China came out of the Cultural Revolution in a state of economic and technological backwardness that demanded urgent attention. Its new leadership was seized of the important role modern ICT would play. Although the internet did not become accessible to ordinary Chinese citizens until 1996, the subsequent take-up has been dramatic. China has over 700 million “netizens”, the majority of whom access online service through smartphones. In 2015, the total value of online sales was $581bn, making China the world’s largest digital marketplace. The Chinese government has ambitious plans to switch from an export-dominated economic model to one based on domestic consumption; and to move up the value chain to break free of a middle-income trap.

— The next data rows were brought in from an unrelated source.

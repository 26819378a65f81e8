use serde::{Deserialize, Serialize};

use crate::models::Position;

/// Category - grouping of notifications, within a category the most recent one is shown on top
#[derive(Debug, Clone, Copy, PartialEq, Eq, Hash, Default, Serialize, Deserialize)]
pub enum NotificationCategory {
    #[default]
    General,
    Trade,
    Diplomacy,
    Units,
    War,
}

/// What a client should focus when the notification is activated
#[derive(Debug, Clone, PartialEq, Eq, Serialize, Deserialize)]
pub enum NotificationAction {
    LocationAction { location: Position },
    DiplomacyAction { other_civ: String },
}

/// A message for one civilization's player
#[derive(Debug, Clone, PartialEq, Serialize, Deserialize)]
pub struct Notification {
    #[serde(default)]
    category: NotificationCategory,

    /// The notification text, untranslated. Bracketed parts are placeholders.
    text: String,

    /// Icons to be shown, usually civ names
    #[serde(default, skip_serializing_if = "Vec::is_empty")]
    icons: Vec<String>,

    #[serde(default, skip_serializing_if = "Option::is_none")]
    action: Option<NotificationAction>,
}

impl Notification {
    pub fn new(
        text: impl Into<String>,
        notification_icons: &[&str],
        action: Option<NotificationAction>,
        category: NotificationCategory,
    ) -> Self {
        Self {
            category,
            text: text.into(),
            icons: notification_icons.iter().map(|icon| icon.to_string()).collect(),
            action,
        }
    }

    pub fn category(&self) -> NotificationCategory {
        self.category
    }

    pub fn text(&self) -> &str {
        &self.text
    }

    pub fn icons(&self) -> &[String] {
        &self.icons
    }

    pub fn action(&self) -> Option<&NotificationAction> {
        self.action.as_ref()
    }
}
pub mod city_state_functions;
pub mod city_state_personality;
pub mod declare_war;
pub mod diplomacy_flags;
pub mod diplomacy_functions;
pub mod diplomacy_manager;
pub mod diplomacy_turn_manager;
pub mod diplomatic_modifiers;
pub mod diplomatic_status;
pub mod relationship_level;

pub use city_state_functions::CityStateFunctions;
pub use city_state_personality::{CityStatePersonality, CityStateType};
pub use declare_war::{DeclareWar, DeclareWarReason, WarType};
pub use diplomacy_flags::DiplomacyFlags;
pub use diplomacy_functions::DiplomacyFunctions;
pub use diplomacy_manager::DiplomacyManager;
pub use diplomacy_turn_manager::DiplomacyTurnManager;
pub use diplomatic_modifiers::DiplomaticModifiers;
pub use diplomatic_status::DiplomaticStatus;
pub use relationship_level::RelationshipLevel;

A key enabler will be an Internet Plus strategy that aims to integrate the real-world and digital economies.
In pursuing this, China’s government had to confront two vulnerabilities. The first is the potential of the internet to serve as a vector for subversive influences that challenge the Communist Party’s legitimacy. The second is a high level of dependence on western – largely US – technologies and software, seen as a security threat. From the outset China’s authorities sought to control online content through a combination of firewalls to filter externally generated content, regulation of service providers and censorship; the latter becoming ever more technologically enabled but still reliant on large numbers of censors and pro-government activists who promote and defend official views on social media sites such as Weibo.
The result has been a cat-and-mouse game in which China’s netizens have sought to bypass censorship by relying on the infinite capacity of the Chinese language to generate homonyms for terms which are banned, giving rise to a rich lexicography of online dissidence. But it is a game the authorities are winning thanks to technology dominance and the huge manpower resources devoted to an issue seen by the leadership as existential. This is not to say that the Chinese internet is characterised by an atmosphere of sterile ideological conformity; in many respects it is more vibrant and anarchic than its western equivalent and has been used to good effect by its citizenry to hold officialdom to account. But first under Hu Jintao and ever more under Xi Jinping a climate of greater political and cultural conformity has led to popular bloggers –so-called Big Vs – being shut down. And China is unapologetic about asserting an approach to the internet based on the concept of cyber sovereignty, in effect its right to determine what its citizenry can access.
Meanwhile, China is pursuing a policy of indigenous innovation to reduce dependence on western technologies. Dependence on western ICT is such that when in 2014 Microsoft announced that it would cease supporting Windows XP it subsequently had to make an exception for China, such was its reliance on that system. That dependence will take time to erode. But there is a growing number of indigenous Chinese software companies, Chinese smartphones and other devices are increasingly competitive with western equivalents and Chinese entrepreneurs have shown considerable ingenuity in developing and marketing a range of online services. As the Chinese state seeks to impose greater order on what to date has been an anarchic and insecure Chinese cyber environment, new laws have imposed greater demands on western companies such as the provision of source code. China is seeking to leapfrog the west in key areas of ICT including artificial intelligence (AI), quantum encryption and quantum computing. And the Chinese government is facilitating the purchase by Chinese companies of western technology start-ups. In 2014, $22bn had been spent on such deals, which have significant medium-term implications for the competitiveness of advanced industrial economies including the UK, France and Germany.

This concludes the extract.